I think if you really want to understand the thing, you need to program some toys that use TCP/IP. A hard way if you never programmed before but that will certainly answer most of the questions you have.


----------



## tenchu (Feb 10, 2019)

Emrion said:


> Models exist to account a very complex reality but they aren't reality. Maybe the DoD model is easier to understand and somewhat closer to the real world.
> 
> I think if you really want to understand the thing, you need to program some toys that use TCP/IP. A hard way if you never programmed before but that will certainly answer most of the questions you have.


I've got a raspberry pi 2 and an arduino.  I bought them with the intention of learning such things as networking and low level programming.  I've not done too bad with the programming part because there are lots of 'hands on' exercises. However the networking side is more difficult because I've not come across any books or resources that provide hands on practice.  They all seem to be conceptual, which in practice has meant pages of text with no exercises.  I actually learnt a lot just from setting up BSD on a nackered old laptop with a lot of help from members on the forums here.  It's a shame there are no resources that have you doing practical exercises.


----------



## SirDice (Feb 11, 2019)

tenchu said:


> However the networking side is more difficult because I've not come across any books or resources that provide hands on practice.


Get all three volumes of "TCP/IP Illustrated" by W. Richard Stevens. Volume 1 will tell you everything you need to know about TCP/IP in excruciating detail. Volume 2 is more about socket programming and volume 3 is about things like SSL/TLS. All three volumes contain, besides a ton of information, a lot of examples and exercises. They're collectively known as the "Bible" of TCP/IP.


----------



## gkontos (Feb 11, 2019)

tenchu said:


> I mean from the second a user presses a key on the keyboard or clicks a mouse button, I cannot get my head round which layer is then doing what.
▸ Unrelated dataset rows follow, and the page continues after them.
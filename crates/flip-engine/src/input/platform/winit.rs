//! winit → `InputEvent` translation.

use winit::dpi::PhysicalPosition;
use winit::event::{ElementState, MouseButton as WinitMouseButton, MouseScrollDelta, WindowEvent};
use winit::keyboard::{KeyCode, ModifiersState, PhysicalKey};

use crate::input::{ButtonState, InputEvent, InputState, Key, Modifiers, MouseButton, WheelDelta};

/// Returns `None` for window events the input subsystem does not represent.
///
/// winit does not attach modifiers or the cursor position to every event, so
/// both are taken from the tracked `state`.
pub(crate) fn translate_window_event(
    scale_factor: f64,
    state: &InputState,
    event: &WindowEvent,
) -> Option<InputEvent> {
    let modifiers = state.modifiers;
    match event {
        WindowEvent::ModifiersChanged(m) => Some(InputEvent::ModifiersChanged(map_modifiers(m.state()))),

        WindowEvent::Focused(f) => Some(InputEvent::Focused(*f)),

        WindowEvent::CursorLeft { .. } => Some(InputEvent::PointerLeft),

        WindowEvent::CursorMoved { position, .. } => {
            let (x, y) = to_logical_f32(scale_factor, *position);
            Some(InputEvent::PointerMoved { x, y, modifiers })
        }

        WindowEvent::MouseInput { state: st, button, .. } => {
            let (x, y) = state.pointer.unwrap_or((0.0, 0.0));
            Some(InputEvent::PointerButton {
                button: map_mouse_button(*button)?,
                state: map_state(*st),
                x,
                y,
                modifiers,
            })
        }

        WindowEvent::MouseWheel { delta, .. } => {
            let delta = match delta {
                MouseScrollDelta::LineDelta(_, y) => WheelDelta::Lines(*y),
                MouseScrollDelta::PixelDelta(p) => WheelDelta::Pixels(to_logical_f32(scale_factor, *p).1),
            };
            Some(InputEvent::Wheel { delta, modifiers })
        }

        WindowEvent::KeyboardInput { event, .. } => Some(InputEvent::Key {
            key: map_key(event.physical_key),
            state: map_state(event.state),
            modifiers,
            repeat: event.repeat,
        }),

        _ => None,
    }
}

fn to_logical_f32(scale_factor: f64, pos: PhysicalPosition<f64>) -> (f32, f32) {
    let logical = pos.to_logical::<f64>(scale_factor);
    (logical.x as f32, logical.y as f32)
}

fn map_state(s: ElementState) -> ButtonState {
    match s {
        ElementState::Pressed => ButtonState::Pressed,
        ElementState::Released => ButtonState::Released,
    }
}

fn map_modifiers(m: ModifiersState) -> Modifiers {
    Modifiers {
        shift: m.shift_key(),
        ctrl: m.control_key(),
        alt: m.alt_key(),
        meta: m.super_key(),
    }
}

/// Back/forward buttons are not represented.
fn map_mouse_button(b: WinitMouseButton) -> Option<MouseButton> {
    match b {
        WinitMouseButton::Left => Some(MouseButton::Left),
        WinitMouseButton::Right => Some(MouseButton::Right),
        WinitMouseButton::Middle => Some(MouseButton::Middle),
        WinitMouseButton::Other(v) => Some(MouseButton::Other(v)),
        WinitMouseButton::Back | WinitMouseButton::Forward => None,
    }
}

fn map_key(pk: PhysicalKey) -> Key {
    let PhysicalKey::Code(code) = pk else {
        return Key::Unknown(0);
    };

    match code {
        KeyCode::Escape => Key::Escape,
        KeyCode::Enter | KeyCode::NumpadEnter => Key::Enter,
        KeyCode::Tab => Key::Tab,
        KeyCode::Backspace => Key::Backspace,
        KeyCode::Space => Key::Space,
        KeyCode::Delete => Key::Delete,

        KeyCode::ArrowUp => Key::ArrowUp,
        KeyCode::ArrowDown => Key::ArrowDown,
        KeyCode::ArrowLeft => Key::ArrowLeft,
        KeyCode::ArrowRight => Key::ArrowRight,

        KeyCode::ShiftLeft | KeyCode::ShiftRight => Key::Shift,
        KeyCode::ControlLeft | KeyCode::ControlRight => Key::Control,
        KeyCode::AltLeft | KeyCode::AltRight => Key::Alt,
        KeyCode::SuperLeft | KeyCode::SuperRight => Key::Meta,

        KeyCode::KeyA => Key::A,
        KeyCode::KeyB => Key::B,
        KeyCode::KeyC => Key::C,
        KeyCode::KeyD => Key::D,
        KeyCode::KeyE => Key::E,
        KeyCode::KeyF => Key::F,
        KeyCode::KeyG => Key::G,
        KeyCode::KeyH => Key::H,
        KeyCode::KeyI => Key::I,
        KeyCode::KeyJ => Key::J,
        KeyCode::KeyK => Key::K,
        KeyCode::KeyL => Key::L,
        KeyCode::KeyM => Key::M,
        KeyCode::KeyN => Key::N,
        KeyCode::KeyO => Key::O,
        KeyCode::KeyP => Key::P,
        KeyCode::KeyQ => Key::Q,
        KeyCode::KeyR => Key::R,
        KeyCode::KeyS => Key::S,
        KeyCode::KeyT => Key::T,
        KeyCode::KeyU => Key::U,
        KeyCode::KeyV => Key::V,
        KeyCode::KeyW => Key::W,
        KeyCode::KeyX => Key::X,
        KeyCode::KeyY => Key::Y,
        KeyCode::KeyZ => Key::Z,

        KeyCode::Digit0 => Key::Digit0,
        KeyCode::Digit1 => Key::Digit1,
        KeyCode::Digit2 => Key::Digit2,
        KeyCode::Digit3 => Key::Digit3,
        KeyCode::Digit4 => Key::Digit4,
        KeyCode::Digit5 => Key::Digit5,
        KeyCode::Digit6 => Key::Digit6,
        KeyCode::Digit7 => Key::Digit7,
        KeyCode::Digit8 => Key::Digit8,
        KeyCode::Digit9 => Key::Digit9,

        KeyCode::F1 => Key::F1,
        KeyCode::F2 => Key::F2,
        KeyCode::F3 => Key::F3,
        KeyCode::F4 => Key::F4,
        KeyCode::F5 => Key::F5,
        KeyCode::F6 => Key::F6,
        KeyCode::F7 => Key::F7,
        KeyCode::F8 => Key::F8,
        KeyCode::F9 => Key::F9,
        KeyCode::F10 => Key::F10,
        KeyCode::F11 => Key::F11,
        KeyCode::F12 => Key::F12,

        other => Key::Unknown(other as u32),
    }
}
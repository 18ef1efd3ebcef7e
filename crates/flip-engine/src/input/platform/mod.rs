pub(crate) mod winit;
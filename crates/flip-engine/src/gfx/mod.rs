//! GPU abstraction layer.
//!
//! `Gfx` is a small id-based command interface: resources are created from
//! descriptors and referenced by opaque ids, draws are issued inside a pass by
//! applying a pipeline, bindings and uniforms. Higher layers (`imdraw`,
//! `render`) only talk to this trait, so they run unchanged against the wgpu
//! backend, the headless null backend, or a recording double in tests.
//!
//! Frame model:
//! - `begin_pass` / `end_pass` bracket draw recording
//! - `commit` ends the frame; buffer append cursors restart on the next one

mod dynamic_buffer;
mod error;
mod null;
mod resource;
mod types;
mod wgpu_backend;

#[cfg(test)]
pub(crate) mod recording;

use std::rc::Rc;

pub use dynamic_buffer::{BufferBinding, DynamicBuffer};
pub use error::GfxError;
pub use null::NullGfx;
pub use resource::{
    make_buffer, make_image, make_pipeline, make_sampler, make_shader, Buffer, GfxId, Image,
    Pipeline, Resource, Sampler, Shader,
};
pub use types::{
    BlendFactor, BlendState, Bindings, BufferDesc, BufferId, BufferUsage, CompareFunc, CullMode,
    DepthState, FaceWinding, Filter, ImageDesc, ImageId, PassAction, PipelineDesc, PipelineId,
    PrimitiveType, SamplerDesc, SamplerId, ShaderDesc, ShaderId, VertexFormat, VertexLayout, Wrap,
};
pub use wgpu_backend::WgpuGfx;

/// Shared handle to the active backend.
///
/// Rendering is single-threaded; every owner of GPU resources keeps one of these
/// so the backend outlives all resources created from it.
pub type GfxRef = Rc<dyn Gfx>;

/// Id-based GPU command interface.
///
/// Creation calls return the `INVALID` sentinel on failure. Destroy calls on an
/// unknown or invalid id are ignored.
pub trait Gfx {
    fn make_buffer(&self, desc: &BufferDesc) -> BufferId;
    fn make_image(&self, desc: &ImageDesc<'_>) -> ImageId;
    fn make_sampler(&self, desc: &SamplerDesc) -> SamplerId;
    fn make_shader(&self, desc: &ShaderDesc<'_>) -> ShaderId;
    fn make_pipeline(&self, desc: &PipelineDesc) -> PipelineId;

    fn destroy_buffer(&self, id: BufferId);
    fn destroy_image(&self, id: ImageId);
    fn destroy_sampler(&self, id: SamplerId);
    fn destroy_shader(&self, id: ShaderId);
    fn destroy_pipeline(&self, id: PipelineId);

    /// Writes `data` at the buffer's current append cursor and returns the byte
    /// offset it was placed at. The cursor advances by `data.len()` rounded up
    /// to 4 bytes and restarts at zero on the first append of a new frame.
    fn append_buffer(&self, id: BufferId, data: &[u8]) -> u64;

    /// Returns true if appending `len` bytes this frame would exceed capacity.
    fn buffer_will_overflow(&self, id: BufferId, len: u64) -> bool;

    /// Monotonic frame counter, incremented by `commit`.
    fn frame_index(&self) -> u64;

    /// Current framebuffer size in physical pixels.
    fn framebuffer_size(&self) -> (u32, u32);

    fn begin_pass(&self, action: &PassAction);
    fn apply_pipeline(&self, id: PipelineId);
    fn apply_bindings(&self, bindings: &Bindings);
    fn apply_uniforms(&self, data: &[u8]);
    fn draw(&self, base_element: u32, num_elements: u32, num_instances: u32);
    fn end_pass(&self);
    fn commit(&self);
}
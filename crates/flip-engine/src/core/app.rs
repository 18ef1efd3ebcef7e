use anyhow::Result;

use crate::input::{InputEvent, InputState};
use crate::render::Renderer;
use crate::time::Time;

use super::AppCtx;

/// Directive returned by [`Application::update`].
#[derive(Debug, Copy, Clone, Default, Eq, PartialEq)]
pub enum LoopControl {
    #[default]
    Continue,
    /// Leave the loop normally.
    Break,
    /// Leave the loop and report failure from `Runtime::run` or
    /// `Runtime::run_headless`.
    BreakFailure,
}

/// Application contract implemented by programs built on the engine.
pub trait Application {
    /// Called once, after the GPU backend is available and before the first
    /// frame. An error aborts the run. When [`AppCtx::is_headless`] is true
    /// there is no window and `display` is never called.
    fn initialize(&mut self, _ctx: &mut AppCtx<'_>) -> Result<()> {
        Ok(())
    }

    fn update(&mut self, _time: &Time, _input: &InputState) -> LoopControl {
        LoopControl::Continue
    }

    /// Draws one frame. The default pass is open for the whole call.
    fn display(&mut self, renderer: &mut dyn Renderer) -> Result<()>;

    /// Returns true when the event was consumed; the renderer and camera then
    /// never see it.
    fn event(&mut self, _event: &InputEvent) -> bool {
        false
    }
}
If TCP/IP is involved then this action takes place in the higher level, the application which triggers other actions to the below layers:


----------



## drhowarddrfine (Feb 11, 2019)

gkontos That's a nice graph.


----------



## drhowarddrfine (Feb 11, 2019)

SirDice said:


> Get all three volumes of "TCP/IP Illustrated" by W. Richard Stevens.


They sit on my bookshelf of honor


----------



## tommiie (Feb 11, 2019)

SirDice said:


> Get all three volumes of "TCP/IP Illustrated" by W. Richard Stevens.



Alternatively you can also get the three volumes of "Internetworking with TCP/IP" by Douglas E. Comer. They cover the same topics and its third volume even has a version specific to BSD UNIX.

I've often wondered whether Stevens' books or Comer's are "better" but never found a definitive answer.


----------



## shkhln (Feb 11, 2019)

gkontos said:


> <7 layer Internet diagram>











						OSI: The Internet That Wasn’t
					

How TCP/IP eclipsed the Open Systems Interconnection standards to become the global protocol for computer networking




					spectrum.ieee.org


----------



## SirDice (Feb 12, 2019)

Something that keeps tripping everyone up, OSI is a _model_ not a _standard_.


----------



## shkhln (Feb 12, 2019)

Well, OSI was published as ISO 7498, so it's literally a standard.  It wasn't intended as a simple conceptual model either, it was supposed to be implemented in software (probably not necessarily with all 7 layers per implementation). However, TCP/IP was never developed with OSI model in mind and does not map to it cleanly _by design_. One can think about Internet in OSI terms, but it is really quite pointless. (And the mapping on the diagram above is total bullshit, what with the mp3-sockets equivalence.)


----------



## usdmatt (Feb 12, 2019)

I tend to ignore the OSI model. As mentioned above, it doesn't really map cleanly to how networking is actually implemented. The 5 layer model is far more useful for visualising the various levels -

1 - Physical layer - the actual cable. Could be cat5 or fibre for example
2 - Data link - Defines the format for actually sending signals across the cable and talking to other locally connected devices. In most cases will be ethernet which makes use of MAC addresses to identify hosts.
3 - Network (IP) - Method for communicating across global networks. We use IPv4 & IPv6
4 - Transport Layer (TCP/UDP) - Additional layer over the top of IP which provide things like connection management, retransmission, packet ordering, etc
5 - Application layer - the actual HTTP/DNS/SMTP/ec traffic

It's obvious to see how these are separated and can be replaced without affecting other layers. You can use IPv6 instead of IPv4, or ATM instead of Ethernet, etc.

So a server sending a webpage for example would look like the following -

Layer 5 - Web server generates http data and passes that to the OS network functions to be sent
Layer 4 - Network stack puts html data into a TCP datagram
Layer 3 - TCP data gets IP header/footer added to allow delivery over the Internet
Layer 2 - IP packet gets put into an Ethernet frame to be transferred over the local network
Layer 1 - frame gets sent over wire to next hop


----------



## SirDice (Feb 12, 2019)

usdmatt said:


> 4 - Transport Layer (TCP/UDP) - Additional layer over the top of IP which provide things like connection management, retransmission, packet ordering, etc


That just shows how bad TCP/IP actually fits in these models. UDP doesn't belong here because it has no connection management, no retransmissions and no ordering.

I rarely use the OSI model, the only things I do use are layer 2, 3 and 7. Layer 2 is "on the wire" (but not the 'wire' itself), layer 3 is IP and layer 7 web or application proxies for example.


----------



## usdmatt (Feb 12, 2019)

To be fair my description was probably a bit off. Both TCP and UDP clearly sit at exactly the same point in the stack, just above IP, but below any application level. It seems IP was designed purely as a delivery/addressing protocol, then UDP/TCP to provide additional features on top, the most obvious being port numbers to allow multiple applications to run on the same address. That's about all UDP offers other than checksums for the data, with TCP providing more, but increased overhead with it.


----------